Recoll was designed not to require a permanent daemon; on Linux systems, it can make use of inotify. Recoll updates its index at designed intervals (for example, through cronjobs), but if desired, the indexing task can run as a file-system monitoring daemon for real-time index updates.

==Features==
- Qt GUI.
- Xapian backend.
- Indexes the contents of many document types: text, HTML, email stores of all kinds, OpenDocument, Microsoft Office and Office Open XML, AbiWord, KWord, Gaim, Lyx, Scribus, PDF, WordPerfect, PostScript, RTF, TeX, DVI, DjVu, MP3 and other audio file formats, JPEG and other image file formats.
- Recursively processes embedded documents (email attachments, zip archives) to arbitrary depths.
- Query facilities with boolean searches, wildcards, phrases, proximity, and filters on file types and directory trees.
- GUI Boolean search build tool.
- Xesam query language support.
- Word stemming is performed at query time (you can switch stemming language after indexing).
- Multiple indexes are selectable at query time (i.e., personal + system indexes).
- Natively based on Unicode. Supports many languages and character sets, including good support for East Asian texts (CJK).
- MD5 document hashes for the elimination of duplicates in results.
- Batch and real-time indexing modes.
- Python API.
- GNOME Shell search provider, WEB interface, and Firefox history extensions.

==File type supported==
===File types indexed natively===
- Text.
- Html.
- Maildir, MH, and mailbox (Mozilla, Thunderbird, and Evolution). Evolution requires .cache to be removed from the skippedNames list in the GUI Indexing preferences/Local Parameters/ Pane to index local copies of IMAP mail.
- Gaim and purple log files.
- Scribus files.
- Man pages (needs Groff).
- Mimehtml web archive format (support based on the mail filter).
- All the following need Python 3:
  - Dia diagrams.
  - Excel and PowerPoint (pre-open XML).
  - Tar archives. Tar file indexing is disabled by default given that tar archives don't typically contain the kind of documents that people search for, so it needs to be enabled explicitly with "[index]" or "application/x-tar=execm rcltar" in a $HOME/.recoll/mimeconf file.
  - Zip archives.
  - Konqueror web archive format (uses the tarfile Python standard library module).

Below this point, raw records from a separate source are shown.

//! REST API handlers for the gateway server
//!
//! This module defines the routes, the JSON/JSONP response shape, the
//! error-to-status mapping and the edge middleware.

use std::net::SocketAddr;

use axum::{
    extract::{ConnectInfo, Path, Query, Request, State},
    http::{header, HeaderMap, HeaderValue, StatusCode},
    middleware::{self, Next},
    response::{IntoResponse, Response},
    routing::get,
    Extension, Json, Router,
};
use serde::{Deserialize, Serialize};

use crate::error::{Error, GatewayErrorTrait};
use crate::metrics;
use crate::models::ListingKind;
use crate::upstream::headers::X_FORWARDED_FOR;
use crate::upstream::FetchContext;
use crate::utils::error::{ExtractError, FetchError};

use super::AppState;

// ============================================================================
// API Response Types
// ============================================================================

/// Error envelope
#[derive(Debug, Serialize)]
pub struct ErrorResponse {
    pub error: String,
}

impl ErrorResponse {
    pub fn new(message: impl Into<String>) -> Self {
        Self {
            error: message.into(),
        }
    }
}

/// Service description served at `/`
#[derive(Debug, Serialize)]
pub struct ServiceInfo {
    pub name: &'static str,
    pub description: &'static str,
    pub version: &'static str,
    #[serde(skip_serializing_if = "Option::is_none")]
    pub project_url: Option<&'static str>,
}

/// Health check response
#[derive(Debug, Serialize)]
pub struct HealthResponse {
    pub status: String,
    pub version: String,
    pub uptime_secs: u64,
    pub started_at: String,
    pub cache: CacheHealth,
}

#[derive(Debug, Serialize)]
pub struct CacheHealth {
    pub memory: bool,
    pub remote: bool,
    pub degraded: bool,
}

/// Query accepted by every resource route
#[derive(Debug, Default, Deserialize)]
pub struct ResourceQuery {
    /// 1-based listing page
    pub page: Option<u32>,
    /// JSONP callback name
    pub callback: Option<String>,
}

// ============================================================================
// API Routes
// ============================================================================

/// Create the API router
pub fn create_router(state: AppState) -> Router {
    let mut router = Router::new()
        .route("/", get(index))
        .route("/favicon.ico", get(favicon))
        .route("/robots.txt", get(robots))
        .route("/health", get(health_check))
        .route("/metrics", get(metrics_handler))
        .route("/item/{id}", get(get_item))
        .route("/comments/{token}", get(get_comments))
        .route("/newcomments", get(get_new_comments))
        .route("/user/{id}", get(get_user));

    for kind in ListingKind::ALL {
        router = router.route(
            &format!("/{}", kind.as_str()),
            get(
                move |State(state): State<AppState>,
                      Extension(context): Extension<FetchContext>,
                      Query(query): Query<ResourceQuery>| async move {
                    get_listing(state, kind, context, query).await
                },
            ),
        );
    }

    router
        .layer(middleware::from_fn_with_state(state.clone(), edge))
        .with_state(state)
}

// ============================================================================
// Edge Middleware
// ============================================================================

/// Attach caller attribution, enforce the response timeout and set
/// `Cache-Control`
async fn edge(State(state): State<AppState>, mut request: Request, next: Next) -> Response {
    let peer = request
        .extensions()
        .get::<ConnectInfo<SocketAddr>>()
        .map(|ConnectInfo(addr)| addr.ip().to_string());
    let context = FetchContext {
        client_ip: client_ip(request.headers()).or(peer),
    };
    request.extensions_mut().insert(context);

    let uri = request.uri().clone();
    let mut response =
        match tokio::time::timeout(state.config.response_timeout(), next.run(request)).await {
            Ok(response) => response,
            Err(_) => {
                tracing::error!(uri = %uri, "Server timeout");
                metrics::record_response_error("response_timeout");
                (
                    StatusCode::GATEWAY_TIMEOUT,
                    Json(ErrorResponse::new("Server timeout")),
                )
                    .into_response()
            }
        };

    if let Ok(value) = HeaderValue::from_str(&format!("public, max-age={}", state.cache_max_age)) {
        response.headers_mut().insert(header::CACHE_CONTROL, value);
    }
    response
}

/// First entry of `X-Forwarded-For`
pub fn client_ip(headers: &HeaderMap) -> Option<String> {
    headers
        .get(X_FORWARDED_FOR)
        .and_then(|v| v.to_str().ok())
        .and_then(|v| v.split(',').next())
        .map(str::trim)
        .filter(|ip| !ip.is_empty())
        .map(str::to_string)
}

// ============================================================================
// Responses
// ============================================================================

/// HTTP status for a gateway error
pub fn status_for(err: &Error) -> StatusCode {
    match err {
        Error::Extract(ExtractError::NotMarkup) => StatusCode::BAD_GATEWAY,
        Error::Extract(ExtractError::ExpiredContent(_)) => StatusCode::GONE,
        Error::Fetch(FetchError::UpstreamStatus(_)) => StatusCode::BAD_GATEWAY,
        Error::Fetch(FetchError::UpstreamTimeout) => StatusCode::GATEWAY_TIMEOUT,
        Error::Fetch(FetchError::QueueOverflow(_)) => StatusCode::SERVICE_UNAVAILABLE,
        Error::NotFound(_) => StatusCode::NOT_FOUND,
        _ => StatusCode::INTERNAL_SERVER_ERROR,
    }
}

/// JSONP callback names must be plain (dotted) identifiers
pub fn is_valid_callback(name: &str) -> bool {
    let mut chars = name.chars();
    matches!(chars.next(), Some(c) if c.is_ascii_alphabetic() || c == '_' || c == '$')
        && chars.all(|c| c.is_ascii_alphanumeric() || matches!(c, '_' | '$' | '.'))
        && name.len() <= 128
}

/// Serialize `value` as JSON, or as a JSONP call when a callback is given
fn render<T: Serialize>(status: StatusCode, value: &T, callback: Option<&str>) -> Response {
    let Some(callback) = callback else {
        return (status, Json(value)).into_response();
    };

    if !is_valid_callback(callback) {
        return (
            StatusCode::BAD_REQUEST,
            Json(ErrorResponse::new("Invalid callback name")),
        )
            .into_response();
    }

    match serde_json::to_string(value) {
        Ok(json) => (
            status,
            [(header::CONTENT_TYPE, "application/javascript; charset=utf-8")],
            format!("/**/ typeof {callback} === 'function' && {callback}({json});"),
        )
            .into_response(),
        Err(e) => (
            StatusCode::INTERNAL_SERVER_ERROR,
            Json(ErrorResponse::new(e.to_string())),
        )
            .into_response(),
    }
}

/// Render a gateway result, logging and escalating errors
fn respond<T: Serialize>(state: &AppState, result: crate::Result<T>, callback: Option<&str>) -> Response {
    match result {
        Ok(value) => render(StatusCode::OK, &value, callback),
        Err(err) => {
            let status = status_for(&err);
            metrics::record_response_error(err.kind());

            if err.is_severe() {
                tracing::error!(error = %err, kind = err.kind(), "Severe upstream error");
                if state.config.exit_on_severe_error {
                    state.shutdown.notify_one();
                }
            } else if status.is_server_error() {
                tracing::warn!(error = %err, kind = err.kind(), "Request failed");
            } else {
                tracing::debug!(error = %err, kind = err.kind(), "Request rejected");
            }

            render(status, &ErrorResponse::new(err.to_string()), callback)
        }
    }
}

// ============================================================================
// Static Handlers
// ============================================================================

async fn index() -> impl IntoResponse {
    let repository = env!("CARGO_PKG_REPOSITORY");
    Json(ServiceInfo {
        name: env!("CARGO_PKG_NAME"),
        description: env!("CARGO_PKG_DESCRIPTION"),
        version: env!("CARGO_PKG_VERSION"),
        project_url: (!repository.is_empty()).then_some(repository),
    })
}

async fn favicon() -> StatusCode {
    StatusCode::NO_CONTENT
}

async fn robots() -> impl IntoResponse {
    (
        [(header::CONTENT_TYPE, "text/plain; charset=utf-8")],
        "User-agent: *\nDisallow: /",
    )
}

async fn health_check(State(state): State<AppState>) -> impl IntoResponse {
    let cache = state.gateway.cache();
    Json(HealthResponse {
        status: if cache.is_degraded() { "degraded" } else { "healthy" }.to_string(),
        version: env!("CARGO_PKG_VERSION").to_string(),
        uptime_secs: state.start_time.elapsed().as_secs(),
        started_at: state.started_at.to_rfc3339(),
        cache: CacheHealth {
            memory: cache.memory_enabled(),
            remote: cache.has_remote(),
            degraded: cache.is_degraded(),
        },
    })
}

async fn metrics_handler() -> impl IntoResponse {
    match metrics::encode_metrics() {
        Ok(text) => (
            StatusCode::OK,
            [(header::CONTENT_TYPE, "text/plain; version=0.0.4")],
            text,
        )
            .into_response(),
        Err(e) => (
            StatusCode::INTERNAL_SERVER_ERROR,
            Json(ErrorResponse::new(e.to_string())),
        )
            .into_response(),
    }
}

// ============================================================================
// Resource Handlers
// ============================================================================

async fn get_listing(
    state: AppState,
    kind: ListingKind,
    context: FetchContext,
    query: ResourceQuery,
) -> Response {
    let page = query.page.unwrap_or(1);
    let result = state.gateway.listing(kind, page, &context).await;
    respond(&state, result, query.callback.as_deref())
}

async fn get_item(
    State(state): State<AppState>,
    Extension(context): Extension<FetchContext>,
    Path(id): Path<u64>,
    Query(query): Query<ResourceQuery>,
) -> Response {
    let result = state.gateway.post(id, &context).await;
    respond(&state, result, query.callback.as_deref())
}

async fn get_comments(
    State(state): State<AppState>,
    Extension(context): Extension<FetchContext>,
    Path(token): Path<String>,
    Query(query): Query<ResourceQuery>,
) -> Response {
    let result = state.gateway.comments(&token, &context).await;
    respond(&state, result, query.callback.as_deref())
}

async fn get_new_comments(
    State(state): State<AppState>,
    Extension(context): Extension<FetchContext>,
    Query(query): Query<ResourceQuery>,
) -> Response {
    let result = state.gateway.new_comments(&context).await;
    respond(&state, result, query.callback.as_deref())
}

async fn get_user(
    State(state): State<AppState>,
    Extension(context): Extension<FetchContext>,
    Path(id): Path<String>,
    Query(query): Query<ResourceQuery>,
) -> Response {
    let result = state.gateway.user(&id, &context).await;
    respond(&state, result, query.callback.as_deref())
}

// ============================================================================
// Tests
// ============================================================================

#[cfg(test)]
mod tests {
    use super::*;

    #[test]
    fn test_status_mapping() {
        assert_eq!(status_for(&ExtractError::NotMarkup.into()), StatusCode::BAD_GATEWAY);
        assert_eq!(
            status_for(&ExtractError::ExpiredContent("expired".into()).into()),
            StatusCode::GONE
        );
        assert_eq!(
            status_for(&FetchError::UpstreamStatus(503).into()),
            StatusCode::BAD_GATEWAY
        );
        assert_eq!(
            status_for(&FetchError::UpstreamTimeout.into()),
            StatusCode::GATEWAY_TIMEOUT
        );
        assert_eq!(
            status_for(&FetchError::QueueOverflow(1000).into()),
            StatusCode::SERVICE_UNAVAILABLE
        );
        assert_eq!(status_for(&Error::not_found("No such user.")), StatusCode::NOT_FOUND);
        assert_eq!(
            status_for(&Error::config("bad")),
            StatusCode::INTERNAL_SERVER_ERROR
        );
    }

    #[test]
    fn test_callback_validation() {
        assert!(is_valid_callback("handle"));
        assert!(is_valid_callback("jQuery_123.cb"));
        assert!(is_valid_callback("$cb"));
        assert!(!is_valid_callback("1abc"));
        assert!(!is_valid_callback("alert(1)"));
        assert!(!is_valid_callback(""));
    }

    #[test]
    fn test_client_ip_takes_first_forwarded_entry() {
        let mut headers = HeaderMap::new();
        assert_eq!(client_ip(&headers), None);

        headers.insert(
            X_FORWARDED_FOR,
            HeaderValue::from_static("203.0.113.9, 10.0.0.1"),
        );
        assert_eq!(client_ip(&headers).as_deref(), Some("203.0.113.9"));
    }

    #[test]
    fn test_error_envelope_shape() {
        let value = serde_json::to_value(ErrorResponse::new("No such user.")).unwrap();
        assert_eq!(value, serde_json::json!({"error": "No such user."}));
    }
}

===File types indexed with external helpers===
- PDF files.
- MS-Word files.
- Wordperfect files.
- RTF files.
- Image and audio file tags.
- Abiword files.
- Fb2, Epub, and CHM ebooks.
- Kword files.
- Microsoft Office traditional and Open XML files.
- OpenOffice files.
- SVG files.
- Okular annotations files.
- HWP files (without page numbering).